Все, что писалось и печаталось о «Шин Бет» и ее проблемах в 1987 году, читалось с огромным интересом, особенно в одной из камер военной тюрьмы в Центральном Израиле. Обитатель этой камеры Изат Нафсу, погруженный в собственные мысли и тревоги о своей семье, оставшейся в Кафр Кама, как и все предыдущие 7 лет, с нетерпением встречал послеобеденные газеты.
Неожиданно он побледнел и задрожал. С одной из страниц на него глядел Йосси Джиноссар — один из офицеров «Шин Бет», который только что был прощен президентом Хаймом Герцогом, что было частью усилий кабинета по прекращению скандала.
«Это человек, который меня допрашивал и оклеветал меня», — воскликнул Нафсу и поспешно написал письмо своему адвокату. «Я сказал себе, что даже через 100 лет я не забуду усмешку Джиноссара, как он приказал мне раздеться и плевал на меня, а потом, когда меня свалили на пол, он топтал меня ногами и таскал меня за волосы».
Это стало началом нового дела, не менее острого, чем дело о террористах, захвативших автобус. Это дело имело отношение к Ливану.
Никто не ожидал, что из чистенького и процветающего городка Кафр Кама в горах около моря Галилеи может вырасти скандал, связанный с деятельностью служб безопасности.

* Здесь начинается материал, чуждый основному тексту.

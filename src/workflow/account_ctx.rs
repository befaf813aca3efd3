//! 账号处理上下文
//!
//! 封装"我正在处理表格里第几行的哪个账号"这一信息

use std::fmt::Display;

use crate::models::Account;

/// 账号处理上下文
///
/// 包含处理单个账号所需的全部上下文信息
#[derive(Debug, Clone)]
pub struct AccountCtx {
    /// 待处理账号
    pub account: Account,

    /// 账号在表格中的行号（仅用于日志显示）
    pub row_index: usize,
}

impl AccountCtx {
    /// 创建新的账号上下文
    pub fn new(account: Account, row_index: usize) -> Self {
        Self { account, row_index }
    }
}

impl Display for AccountCtx {
    fn fmt(&self, f: &mut std::fmt::Formatter<'_>) -> std::fmt::Result {
        write!(f, "[账号 {}]", self.account.username)
    }
}
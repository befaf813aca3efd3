/// 程序配置文件
#[derive(Clone, Debug)]
pub struct Config {
    /// 目标站点根地址
    pub base_url: String,
    /// 登录接口完整地址
    pub login_url: String,
    /// 同时处理的账号数量
    pub max_workers: usize,
    /// 验证码求解器可执行文件路径
    pub solver_path: String,
    /// 验证码服务监听端口
    pub solver_port: u16,
    /// 滑块验证码最大尝试轮数
    pub max_captcha_attempts: usize,
    /// 代理列表文件
    pub proxy_file: String,
    /// 结果文件输出目录
    pub results_dir: String,
    /// 单个请求超时（秒）
    pub request_timeout_secs: u64,
}

impl Default for Config {
    fn default() -> Self {
        Self {
            base_url: "https://www.efch872.net".to_string(),
            login_url: "https://www.efch872.net/api/Authorize/EntryPoint88".to_string(),
            max_workers: 1,
            solver_path: "./captcha_solver".to_string(),
            solver_port: 9876,
            max_captcha_attempts: 60,
            proxy_file: "proxy.txt".to_string(),
            results_dir: "results".to_string(),
            request_timeout_secs: 30,
        }
    }
}

impl Config {
    pub fn from_env() -> Self {
        let default = Self::default();
        Self {
            base_url: std::env::var("BASE_URL").unwrap_or(default.base_url),
            login_url: std::env::var("LOGIN_URL").unwrap_or(default.login_url),
            max_workers: std::env::var("MAX_WORKERS").ok().and_then(|v| v.parse().ok()).unwrap_or(default.max_workers),
            solver_path: std::env::var("SOLVER_PATH").unwrap_or(default.solver_path),
            solver_port: std::env::var("SOLVER_PORT").ok().and_then(|v| v.parse().ok()).unwrap_or(default.solver_port),
            max_captcha_attempts: std::env::var("MAX_CAPTCHA_ATTEMPTS").ok().and_then(|v| v.parse().ok()).unwrap_or(default.max_captcha_attempts),
            proxy_file: std::env::var("PROXY_FILE").unwrap_or(default.proxy_file),
            results_dir: std::env::var("RESULTS_DIR").unwrap_or(default.results_dir),
            request_timeout_secs: std::env::var("REQUEST_TIMEOUT_SECS").ok().and_then(|v| v.parse().ok()).unwrap_or(default.request_timeout_secs),
        }
    }
}
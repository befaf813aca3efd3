use std::path::Path;
use std::process;

use anyhow::Result;
use tracing::info;

use autologin::config::Config;
use autologin::orchestrator::App;
use autologin::utils::logging;

#[tokio::main]
async fn main() -> Result<()> {
    // 初始化日志
    logging::init();

    // 加载配置
    let mut config = Config::from_env();

    let args: Vec<String> = std::env::args().collect();
    match args.get(1).map(String::as_str) {
        Some("batch") if args.len() >= 3 => {
            // 可选的并发数参数，解析不出正整数时保持配置值
            if let Some(workers) = args.get(3) {
                if let Ok(parsed) = workers.parse::<usize>() {
                    if parsed > 0 {
                        config.max_workers = parsed;
                    }
                }
            }
            let app = App::initialize(config).await;
            app.run_batch(Path::new(&args[2])).await?;
        }
        Some("login") if args.len() >= 4 => {
            let app = App::interactive(config);
            if !app.login_single(&args[2], &args[3]).await {
                process::exit(1);
            }
        }
        Some("inspect") => {
            App::inspect(&config).await?;
        }
        _ => {
            print_usage(args.first().map(String::as_str).unwrap_or("autologin"));
            process::exit(1);
        }
    }

    Ok(())
}

fn print_usage(program: &str) {
    info!("用法:");
    info!("  {} batch <账号表格.csv> [并发数]", program);
    info!("  {} login <账号> <密码>", program);
    info!("  {} inspect", program);
}
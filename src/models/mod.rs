//! 数据模型层
//!
//! 定义账号、处理结果与站点接口响应结构，以及账号表格加载器。
//! 不包含任何业务流程逻辑。

pub mod account;
pub mod loaders;
pub mod response;

pub use account::{Account, AccountResult};
pub use loaders::load_account_sheet;
pub use response::{
    BalanceResponse, CaptchaVerifyResponse, DepositInfo, LoginOutcome, LoginResponse,
    TransactionAccessResponse, TransactionHistoryResponse, TransactionRecord,
};
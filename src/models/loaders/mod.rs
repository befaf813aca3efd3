//! 输入文件加载器

pub mod sheet_loader;

pub use sheet_loader::load_account_sheet;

Там проживало большинство членов самого маленького израильского национального меньшинства: несколько тысяч черкесов, неарабских мусульман, выходцев с советского Кавказа.
Как и большинство молодых людей своей общины, Нафсу записался добровольцем в израильскую армию и был горд тем, что дослужился до звания лейтенанта. В 1976 году, задолго до вторжения Израиля в Ливан в 1978 и 1982 годах, его направили служить на юг Ливана — примерно в 30 милях от Кафр Кама, но через израильскую границу.

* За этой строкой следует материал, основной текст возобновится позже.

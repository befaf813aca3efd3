//! 账号台账 - 业务能力层
//!
//! 维护批量处理过程中每个账号的状态（待处理、处理中、成功、失败）
//! 和对应计数，处理结束后做一次对账，把计数漂移修正回来并报告
//! 发现的问题

use std::collections::{HashMap, HashSet};
use std::sync::{Mutex, PoisonError};
use std::time::{Duration, Instant};

use tracing::{info, warn};

/// 处理中状态超过该时长视为卡死，对账时按失败处理
const STALE_PROCESSING: Duration = Duration::from_secs(120);

/// 台账某一时刻的计数快照
#[derive(Clone, Copy, Debug, PartialEq, Eq)]
pub struct LedgerSnapshot {
    pub total: usize,
    pub succeeded: usize,
    pub failed: usize,
    pub in_progress: usize,
}

#[derive(Default)]
struct LedgerState {
    total: usize,
    succeeded: usize,
    failed: usize,
    known: HashSet<String>,
    in_progress: HashMap<String, Instant>,
    success_set: HashSet<String>,
    failed_set: HashSet<String>,
}

/// 账号台账
///
/// 职责：
/// - 跟踪每个账号的处理状态和全局计数
/// - 终态只记一次：成功优先于失败，失败后补报成功会迁移
/// - 对账修复卡死、漏处理和重复计数
pub struct AccountLedger {
    inner: Mutex<LedgerState>,
}

impl Default for AccountLedger {
    fn default() -> Self {
        Self::new()
    }
}

impl AccountLedger {
    pub fn new() -> Self {
        Self {
            inner: Mutex::new(LedgerState::default()),
        }
    }

    /// 登记一个待处理账号，重复登记不增加总数
    ///
    /// # 返回
    /// 首次登记返回 true
    pub fn register(&self, username: &str) -> bool {
        let mut state = self.lock();
        let inserted = state.known.insert(username.to_string());
        if inserted {
            state.total += 1;
        }
        inserted
    }

    /// 标记账号进入处理中
    ///
    /// 不在名单里的账号就地补登并计入总数
    pub fn mark_processing(&self, username: &str) {
        let mut state = self.lock();
        if !state.known.contains(username) {
            state.known.insert(username.to_string());
            state.total += 1;
            warn!(username, "⚠️ 标记了不在初始名单中的账号");
        }
        state.in_progress.insert(username.to_string(), Instant::now());
    }

    /// 标记账号处理成功
    ///
    /// 已记失败的账号迁移为成功；重复成功只告警不重复计数
    pub fn mark_succeeded(&self, username: &str) {
        let mut state = self.lock();
        state.in_progress.remove(username);

        if !state.success_set.contains(username) && !state.failed_set.contains(username) {
            state.success_set.insert(username.to_string());
            state.succeeded += 1;
        } else if state.failed_set.contains(username) {
            state.failed_set.remove(username);
            state.failed = state.failed.saturating_sub(1);
            state.success_set.insert(username.to_string());
            state.succeeded += 1;
            warn!(username, "账号从失败迁移为成功");
        } else {
            warn!(username, "账号已标记过成功");
        }
    }

    /// 标记账号处理失败
    ///
    /// 已记成功的账号保持成功不动；重复失败只告警不重复计数
    pub fn mark_failed(&self, username: &str) {
        let mut state = self.lock();
        state.in_progress.remove(username);

        if !state.failed_set.contains(username) && !state.success_set.contains(username) {
            state.failed_set.insert(username.to_string());
            state.failed += 1;
        } else if state.success_set.contains(username) {
            warn!(username, "账号已成功，忽略后续的失败标记");
        } else {
            warn!(username, "账号已标记过失败");
        }
    }

    /// 取当前计数快照
    pub fn snapshot(&self) -> LedgerSnapshot {
        let state = self.lock();
        LedgerSnapshot {
            total: state.total,
            succeeded: state.succeeded,
            failed: state.failed,
            in_progress: state.in_progress.len(),
        }
    }

    /// 输出当前统计
    pub fn log_statistics(&self) {
        let state = self.lock();
        info!(
            total = state.total,
            succeeded = state.succeeded,
            failed = state.failed,
            in_progress = state.in_progress.len(),
            "📊 当前账号统计"
        );
    }

    /// 对账：检查并修复计数漂移
    ///
    /// 依次处理四类问题：卡在处理中超时的账号按失败补记；同时被
    /// 记成功和失败的去掉失败；名单里从未走到终态的补记失败；
    /// 最后把计数和集合同步。每个问题都会生成一条描述
    ///
    /// # 返回
    /// (是否完全一致, 问题列表)
    pub fn reconcile(&self) -> (bool, Vec<String>) {
        self.reconcile_with_threshold(STALE_PROCESSING)
    }

    fn reconcile_with_threshold(&self, threshold: Duration) -> (bool, Vec<String>) {
        let mut state = self.lock();
        let mut issues = Vec::new();

        // 卡在处理中的账号
        let now = Instant::now();
        let stale: Vec<String> = state
            .in_progress
            .iter()
            .filter(|(_, started)| now.duration_since(**started) > threshold)
            .map(|(username, _)| username.clone())
            .collect();
        for username in stale {
            issues.push(format!("账号 {} 在处理中卡住", username));
            state.in_progress.remove(&username);
            if !state.success_set.contains(&username) && !state.failed_set.contains(&username) {
                state.failed_set.insert(username);
                state.failed += 1;
            }
        }

        // 同时出现在成功和失败集合里的账号
        let doubled: Vec<String> = state
            .success_set
            .iter()
            .filter(|username| state.failed_set.contains(*username))
            .cloned()
            .collect();
        for username in doubled {
            issues.push(format!("账号 {} 同时被计入成功和失败", username));
            state.failed_set.remove(&username);
            state.failed = state.failed.saturating_sub(1);
        }

        // 名单里从未走到终态的账号
        let unprocessed: Vec<String> = state
            .known
            .iter()
            .filter(|username| {
                !state.success_set.contains(*username)
                    && !state.failed_set.contains(*username)
                    && !state.in_progress.contains_key(*username)
            })
            .cloned()
            .collect();
        for username in unprocessed {
            issues.push(format!("账号 {} 未被处理", username));
            state.failed_set.insert(username);
            state.failed += 1;
        }

        // 计数与集合同步
        if state.succeeded + state.failed != state.total {
            issues.push(format!(
                "总数不一致: {} 成功 + {} 失败 != {} 总数",
                state.succeeded, state.failed, state.total
            ));

            let actual_success = state.success_set.len();
            let actual_failed = state.failed_set.len();

            if state.succeeded != actual_success {
                issues.push(format!(
                    "成功计数与集合不一致: 计数 = {}, 集合 = {}",
                    state.succeeded, actual_success
                ));
                state.succeeded = actual_success;
            }
            if state.failed != actual_failed {
                issues.push(format!(
                    "失败计数与集合不一致: 计数 = {}, 集合 = {}",
                    state.failed, actual_failed
                ));
                state.failed = actual_failed;
            }

            if state.succeeded + state.failed != state.total {
                issues.push(format!(
                    "校正后总数仍不一致: {} 成功 + {} 失败 != {} 总数",
                    state.succeeded, state.failed, state.total
                ));

                let actual_total = state.known.len();
                if actual_total != state.total {
                    issues.push(format!(
                        "账号总数与名单不一致: 计数 = {}, 名单 = {}",
                        state.total, actual_total
                    ));
                    state.total = actual_total;
                }
            }
        }

        (issues.is_empty(), issues)
    }

    fn lock(&self) -> std::sync::MutexGuard<'_, LedgerState> {
        self.inner.lock().unwrap_or_else(PoisonError::into_inner)
    }
}

#[cfg(test)]
mod tests {
    use super::*;
    use std::sync::Arc;

    #[test]
    fn test_register_is_idempotent() {
        let ledger = AccountLedger::new();
        assert!(ledger.register("user1"));
        assert!(!ledger.register("user1"));
        assert!(ledger.register("user2"));
        assert_eq!(ledger.snapshot().total, 2);
    }

    #[test]
    fn test_mark_succeeded_counts_once() {
        let ledger = AccountLedger::new();
        ledger.register("user1");
        ledger.mark_processing("user1");
        ledger.mark_succeeded("user1");
        ledger.mark_succeeded("user1");

        let snap = ledger.snapshot();
        assert_eq!(snap.succeeded, 1);
        assert_eq!(snap.failed, 0);
        assert_eq!(snap.in_progress, 0);
    }

    #[test]
    fn test_failure_then_success_migrates() {
        let ledger = AccountLedger::new();
        ledger.register("user1");
        ledger.mark_processing("user1");
        ledger.mark_failed("user1");
        assert_eq!(ledger.snapshot().failed, 1);

        // 迟到的成功把账号从失败侧搬过来
        ledger.mark_succeeded("user1");
        let snap = ledger.snapshot();
        assert_eq!(snap.succeeded, 1);
        assert_eq!(snap.failed, 0);
    }

    #[test]
    fn test_success_then_failure_keeps_success() {
        let ledger = AccountLedger::new();
        ledger.register("user1");
        ledger.mark_processing("user1");
        ledger.mark_succeeded("user1");
        ledger.mark_failed("user1");

        let snap = ledger.snapshot();
        assert_eq!(snap.succeeded, 1);
        assert_eq!(snap.failed, 0);
    }

    #[test]
    fn test_mark_processing_registers_unknown_account() {
        let ledger = AccountLedger::new();
        ledger.register("user1");
        ledger.mark_processing("stranger");

        let snap = ledger.snapshot();
        assert_eq!(snap.total, 2);
        assert_eq!(snap.in_progress, 1);
    }

    #[test]
    fn test_reconcile_clean_run() {
        let ledger = AccountLedger::new();
        ledger.register("a");
        ledger.register("b");
        ledger.mark_processing("a");
        ledger.mark_succeeded("a");
        ledger.mark_processing("b");
        ledger.mark_failed("b");

        let (ok, issues) = ledger.reconcile();
        assert!(ok, "问题: {:?}", issues);
        assert!(issues.is_empty());
    }

    #[test]
    fn test_reconcile_stale_in_progress_counted_failed() {
        let ledger = AccountLedger::new();
        ledger.register("slow");
        ledger.mark_processing("slow");

        // 零阈值下任何处理中的账号都视为卡死
        let (ok, issues) = ledger.reconcile_with_threshold(Duration::ZERO);
        assert!(!ok);
        assert!(issues.iter().any(|issue| issue.contains("卡住")));

        let snap = ledger.snapshot();
        assert_eq!(snap.failed, 1);
        assert_eq!(snap.in_progress, 0);
        assert_eq!(snap.succeeded + snap.failed, snap.total);
    }

    #[test]
    fn test_reconcile_unprocessed_counted_failed() {
        let ledger = AccountLedger::new();
        ledger.register("seen");
        ledger.register("missed");
        ledger.mark_processing("seen");
        ledger.mark_succeeded("seen");

        let (ok, issues) = ledger.reconcile();
        assert!(!ok);
        assert!(issues.iter().any(|issue| issue.contains("missed") && issue.contains("未被处理")));

        let snap = ledger.snapshot();
        assert_eq!(snap.succeeded, 1);
        assert_eq!(snap.failed, 1);
        assert_eq!(snap.succeeded + snap.failed, snap.total);
    }

    #[test]
    fn test_reconcile_double_count_drops_failure() {
        let ledger = AccountLedger::new();
        ledger.register("dup");
        {
            // 直接制造"两边都记了"的损坏状态
            let mut state = ledger.lock();
            state.success_set.insert("dup".to_string());
            state.succeeded += 1;
            state.failed_set.insert("dup".to_string());
            state.failed += 1;
        }

        let (ok, issues) = ledger.reconcile();
        assert!(!ok);
        assert!(issues.iter().any(|issue| issue.contains("同时被计入")));

        let snap = ledger.snapshot();
        assert_eq!(snap.succeeded, 1);
        assert_eq!(snap.failed, 0);
    }

    #[test]
    fn test_concurrent_marks_stay_consistent() {
        let ledger = Arc::new(AccountLedger::new());
        for i in 0..32 {
            ledger.register(&format!("user{}", i));
        }

        let mut handles = Vec::new();
        for i in 0..32 {
            let ledger = Arc::clone(&ledger);
            handles.push(std::thread::spawn(move || {
                let username = format!("user{}", i);
                ledger.mark_processing(&username);
                if i % 2 == 0 {
                    ledger.mark_succeeded(&username);
                } else {
                    ledger.mark_failed(&username);
                }
            }));
        }
        for handle in handles {
            handle.join().expect("线程不应崩溃");
        }

        let snap = ledger.snapshot();
        assert_eq!(snap.total, 32);
        assert_eq!(snap.succeeded, 16);
        assert_eq!(snap.failed, 16);
        assert_eq!(snap.in_progress, 0);

        let (ok, issues) = ledger.reconcile();
        assert!(ok, "问题: {:?}", issues);
    }
}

«У меня не было какого-то конкретного задания, — писал Нафсу в своем дневнике. — Это были первые дни израильского присутствия в том регионе. Я выполнял различные поручения по линии разведки, не получая каких-то особых инструкций. У меня не было специальной подготовки или инструкций о поведении в случае осложнения обстановки. Моя миссия сводилась к тому, чтобы жить среди ливанцев, многие из которых были осведомителями».
Нафсу использует слово «штинкер», что является заимствованием из английского «стинкер» — этим словом означают третьестепенных коллаборационистов и осведомителей, которых израильские спецслужбы имели среди арабов, проживавших в Израиле и за границей. Молодой лейтенант писал, что в его задачу входило снабжение оружием, боеприпасами и медикаментами христиан и мусульман-шиитов, которые выступали против палестинцев.
Проявляя несомненную чуткость и глубокое понимание исторических и религиозных распрей в Ливане, Нафсу называл это «местом, которое разрушает души». Он писал: «Здесь мне легче ликвидировать человека, чем мафии в Нью-Йорке. Меня окружают джунгли беззакония и жестокости. Везде мы видели то, что, по нашим понятиям, было совершенно немыслимым: убийства и месть. Человеческая жизнь стоила очень дешево».
Дневник содержит немало записей о том, что израильские солдаты наживались на контрабанде в Израиль сигарет, часов, телевизоров и даже наркотиков. «Для меня, — писал Нафсу, — символом этого был Абу Касем. — Он был «штинкером», работавшим на все стороны. Это был Зорба Южного Ливана, скользкий, как змея, мастер интриги. Он-то и решил мою судьбу».
Дождливой ночью 4 января 1980 г., согласно дневнику Нафсу, его разбудил стук в дверь. Нафсу уже почти спал и окликнул по-черкесски: «Кто там?». Никто не ответил. Только когда он повторил свой вопрос на иврите, то получил ответ и открыл дверь. На пороге стоял Данни Снир, офицер его подразделения. Снир предложил Нафсу немедленно следовать за ним для выполнения секретного задания в Ливане, пообещав, что через день-два он возвратится домой.